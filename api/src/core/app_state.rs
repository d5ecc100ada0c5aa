//! Shared state for all HTTP handlers.

use std::{error::Error, sync::Arc};

use ai_llm_service::{
    ModelConfig, OllamaClient,
    config::{embedding_config_from_env, generation_config_from_env},
    health,
};
use rag::{OllamaGenerator, RagPipeline};
use semantic_index::{IndexConfig, OllamaEmbedder, VectorStore};
use tracing::warn;

/// Shared state for all HTTP handlers.
pub struct AppState {
    /// The retrieval pipeline behind `POST /rag`.
    pub pipeline: RagPipeline,
    /// Model configs probed by `GET /health` (embedding, generation).
    pub model_configs: Vec<ModelConfig>,
}

impl AppState {
    /// Load shared state from environment variables and connect the
    /// external clients.
    ///
    /// The Qdrant collection is created here when missing; if the store is
    /// unreachable at startup the server still comes up (searches will
    /// fail per-request until it returns). A failing embedding-model probe
    /// is reported as a warning the same way.
    pub async fn from_env() -> Result<Self, Box<dyn Error>> {
        let index_cfg = IndexConfig::from_env()?;
        let embedding_cfg = embedding_config_from_env()?;
        let generation_cfg = generation_config_from_env()?;

        let store = VectorStore::connect(&index_cfg)?;
        if let Err(err) = store.ensure_collection().await {
            warn!(error = %err, "could not ensure vector collection at startup");
        }

        let embedder = OllamaEmbedder::new(OllamaClient::new(embedding_cfg.clone())?, index_cfg.dim);
        let generator = OllamaGenerator::new(OllamaClient::new(generation_cfg.clone())?);

        let startup_probe = health::probe(&embedding_cfg).await;
        if !startup_probe.ok {
            warn!(
                model = %embedding_cfg.model,
                "embedding model not ready; run `ollama pull {}`",
                embedding_cfg.model
            );
        }

        let pipeline = RagPipeline::new(
            Arc::new(embedder),
            Arc::new(store),
            Arc::new(generator),
        );

        Ok(Self {
            pipeline,
            model_configs: vec![embedding_cfg, generation_cfg],
        })
    }
}
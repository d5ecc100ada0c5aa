//! Typed error for the retrieval pipeline.
//!
//! The variants follow the pipeline stages: parameter validation fails
//! before any external call; a query-embedding failure is fatal (nothing
//! can be ranked without a query vector); a store failure is fatal.
//! Generation failures are *not* represented here: the composer degrades
//! to a fixed apology instead of failing the request.

use thiserror::Error;

#[derive(Debug, Error)]
pub enum RagError {
    /// Caller-supplied `k`/`minSimilarity` out of bounds.
    #[error("invalid search parameters: {0}")]
    InvalidSearchParameters(String),

    /// Embedding backend unreachable while embedding the query.
    #[error("embedding backend unavailable: {0}")]
    EmbeddingUnavailable(String),

    /// Vector store unreachable or erroring during search.
    #[error("vector store unavailable: {0}")]
    StoreUnavailable(String),
}
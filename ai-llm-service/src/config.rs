//! Model configurations loaded from environment variables.
//!
//! Two roles exist in this system:
//!
//! - **Generation** — synthesizes the final answer from a RAG prompt.
//!   Sampling parameters are fixed configuration, never per-request input.
//! - **Embedding** — turns document/query text into vectors.
//!
//! # Environment variables
//!
//! - `OLLAMA_URL` or `OLLAMA_PORT` — endpoint (default `http://localhost:11434`)
//! - `OLLAMA_MODEL`     — generation model (default `llama3.1:8b`)
//! - `EMBEDDING_MODEL`  — embedding model (default `nomic-embed-text`)
//! - `LLM_MAX_TOKENS`   — optional generation token cap (default 1800)

use crate::error_handler::{ConfigError, LlmServiceError, env_opt_u32};

/// Configuration for one Ollama model invocation role.
#[derive(Debug, Clone, PartialEq)]
pub struct ModelConfig {
    /// Model identifier (e.g. `"llama3.1:8b"`, `"nomic-embed-text"`).
    pub model: String,

    /// Base endpoint of the Ollama server.
    pub endpoint: String,

    /// Maximum number of tokens to generate (`num_predict`).
    pub max_tokens: Option<u32>,

    /// Sampling temperature.
    pub temperature: Option<f32>,

    /// Nucleus sampling cutoff.
    pub top_p: Option<f32>,

    /// Top-k sampling cutoff.
    pub top_k: Option<u32>,

    /// Request timeout in seconds.
    pub timeout_secs: Option<u64>,
}

/// Resolves the Ollama endpoint from the environment.
///
/// Precedence:
/// 1. `OLLAMA_URL` if present and non-empty
/// 2. `OLLAMA_PORT` → `http://localhost:{port}`
/// 3. `http://localhost:11434`
///
/// # Errors
/// [`ConfigError::InvalidNumber`] if `OLLAMA_PORT` is not a valid port.
fn ollama_endpoint() -> Result<String, LlmServiceError> {
    if let Ok(url) = std::env::var("OLLAMA_URL") {
        if !url.trim().is_empty() {
            return Ok(url);
        }
    }
    if let Ok(port) = std::env::var("OLLAMA_PORT") {
        if !port.trim().is_empty() {
            port.parse::<u16>().map_err(|_| ConfigError::InvalidNumber {
                var: "OLLAMA_PORT",
                reason: "expected u16 (1..=65535)",
            })?;
            return Ok(format!("http://localhost:{port}"));
        }
    }
    Ok("http://localhost:11434".to_string())
}

/// Config for the **generation** model.
///
/// Sampling options mirror the production answer pipeline and are fixed
/// here rather than taken from the request.
pub fn generation_config_from_env() -> Result<ModelConfig, LlmServiceError> {
    let endpoint = ollama_endpoint()?;
    let model = std::env::var("OLLAMA_MODEL")
        .ok()
        .filter(|s| !s.trim().is_empty())
        .unwrap_or_else(|| "llama3.1:8b".to_string());
    let max_tokens = env_opt_u32("LLM_MAX_TOKENS")?.or(Some(1800));

    Ok(ModelConfig {
        model,
        endpoint,
        max_tokens,
        temperature: Some(0.65),
        top_p: Some(0.9),
        top_k: Some(40),
        timeout_secs: Some(120),
    })
}

/// Config for the **embedding** model.
pub fn embedding_config_from_env() -> Result<ModelConfig, LlmServiceError> {
    let endpoint = ollama_endpoint()?;
    let model = std::env::var("EMBEDDING_MODEL")
        .ok()
        .filter(|s| !s.trim().is_empty())
        .unwrap_or_else(|| "nomic-embed-text".to_string());

    Ok(ModelConfig {
        model,
        endpoint,
        max_tokens: None,
        temperature: None,
        top_p: None,
        top_k: None,
        timeout_secs: Some(30),
    })
}
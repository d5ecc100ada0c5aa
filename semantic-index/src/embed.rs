//! Embedding provider seam and its Ollama implementation.
//!
//! Async is required because real providers perform HTTP requests.

use std::{future::Future, pin::Pin};

use ai_llm_service::OllamaClient;

use crate::errors::IndexError;

/// Provider interface for embedding generation.
///
/// Implement this trait to plug in a different embedding backend. The
/// contract is a pure text → vector mapping with no internal retry; every
/// backend failure surfaces as [`IndexError::EmbeddingUnavailable`].
pub trait EmbeddingsProvider: Send + Sync {
    /// Embed one text into a vector of the configured dimension.
    fn embed<'a>(
        &'a self,
        text: &'a str,
    ) -> Pin<Box<dyn Future<Output = Result<Vec<f32>, IndexError>> + Send + 'a>>;
}

/// Ollama-backed embedding provider.
pub struct OllamaEmbedder {
    client: OllamaClient,
    dim: usize,
}

impl OllamaEmbedder {
    /// Wrap an embedding-role client, pinning the expected dimension.
    pub fn new(client: OllamaClient, dim: usize) -> Self {
        Self { client, dim }
    }
}

impl EmbeddingsProvider for OllamaEmbedder {
    fn embed<'a>(
        &'a self,
        text: &'a str,
    ) -> Pin<Box<dyn Future<Output = Result<Vec<f32>, IndexError>> + Send + 'a>> {
        Box::pin(async move {
            let vector = self
                .client
                .embed(text)
                .await
                .map_err(|e| IndexError::EmbeddingUnavailable(e.to_string()))?;

            if vector.len() != self.dim {
                return Err(IndexError::VectorSizeMismatch {
                    got: vector.len(),
                    want: self.dim,
                });
            }

            Ok(vector)
        })
    }
}
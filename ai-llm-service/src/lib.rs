//! Thin client layer for the local Ollama runtime.
//!
//! The knowledge-base pipeline talks to two Ollama models: a generation
//! model (answer synthesis) and an embedding model (semantic indexing).
//! Both roles share one client type, [`ollama::OllamaClient`], configured
//! per role through [`config::ModelConfig`].
//!
//! The crate deliberately stays policy-free: no retries, no fallbacks.
//! Callers decide what a failed call means for them.

pub mod config;
pub mod error_handler;
pub mod health;
pub mod ollama;

pub use config::ModelConfig;
pub use error_handler::{ConfigError, LlmServiceError};
pub use health::HealthStatus;
pub use ollama::OllamaClient;
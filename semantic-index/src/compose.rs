//! Deterministic text composition for embeddings and preview clamping.

/// Build the text a document is embedded from.
///
/// The field order and labels are fixed: any change to title, body or
/// category changes the composed text, so a content-affecting edit always
/// produces a different embedding input. An absent category contributes an
/// empty label value, keeping the shape stable.
pub fn compose_embedding_text(title: &str, body: &str, category: Option<&str>) -> String {
    format!(
        "Title: {title}. Content: {body}. Category: {}",
        category.unwrap_or("")
    )
}

/// Returns a copy of `s` clamped to at most `max_chars` characters,
/// appending an ellipsis when anything was cut.
///
/// Operates on characters, never splitting inside a UTF-8 sequence.
pub fn clamp_preview(s: &str, max_chars: usize) -> String {
    if max_chars == 0 {
        return String::new();
    }

    let mut iter = s.char_indices();
    match iter.nth(max_chars) {
        // Fits entirely.
        None => s.to_string(),
        Some((cut, _)) => {
            let mut out = s[..cut].to_string();
            out.push('…');
            out
        }
    }
}

#[cfg(test)]
mod tests {
    use super::*;

    #[test]
    fn composition_is_deterministic_and_ordered() {
        let a = compose_embedding_text("Backups", "Use snapshots.", Some("DevOps"));
        let b = compose_embedding_text("Backups", "Use snapshots.", Some("DevOps"));
        assert_eq!(a, b);
        assert_eq!(a, "Title: Backups. Content: Use snapshots. Category: DevOps");
    }

    #[test]
    fn absent_category_keeps_the_label() {
        let t = compose_embedding_text("Backups", "Use snapshots.", None);
        assert_eq!(t, "Title: Backups. Content: Use snapshots. Category: ");
    }

    #[test]
    fn each_field_changes_the_text() {
        let base = compose_embedding_text("t", "b", Some("c"));
        assert_ne!(base, compose_embedding_text("t2", "b", Some("c")));
        assert_ne!(base, compose_embedding_text("t", "b2", Some("c")));
        assert_ne!(base, compose_embedding_text("t", "b", Some("c2")));
        assert_ne!(base, compose_embedding_text("t", "b", None));
    }

    #[test]
    fn clamp_keeps_short_text_untouched() {
        assert_eq!(clamp_preview("short", 10), "short");
        assert_eq!(clamp_preview("exact", 5), "exact");
    }

    #[test]
    fn clamp_cuts_on_char_boundaries() {
        // 4 multibyte characters; cutting at 2 must not split a codepoint.
        let s = "éééé";
        let out = clamp_preview(s, 2);
        assert_eq!(out, "éé…");
    }

    #[test]
    fn clamp_zero_is_empty() {
        assert_eq!(clamp_preview("anything", 0), "");
    }
}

_What the task requires_
Within the data above, the lines from the one with "use crate::errors::IndexError;" to the one with "pub trait EmbeddingsProvider: Send" must be repeated exactly; no other line belongs in the answer.

_Written answer_
use crate::errors::IndexError;

/// Provider interface for embedding generation.
///
/// Implement this trait to plug in a different embedding backend. The
/// contract is a pure text → vector mapping with no internal retry; every
/// backend failure surfaces as [`IndexError::EmbeddingUnavailable`].
pub trait EmbeddingsProvider: Send + Sync {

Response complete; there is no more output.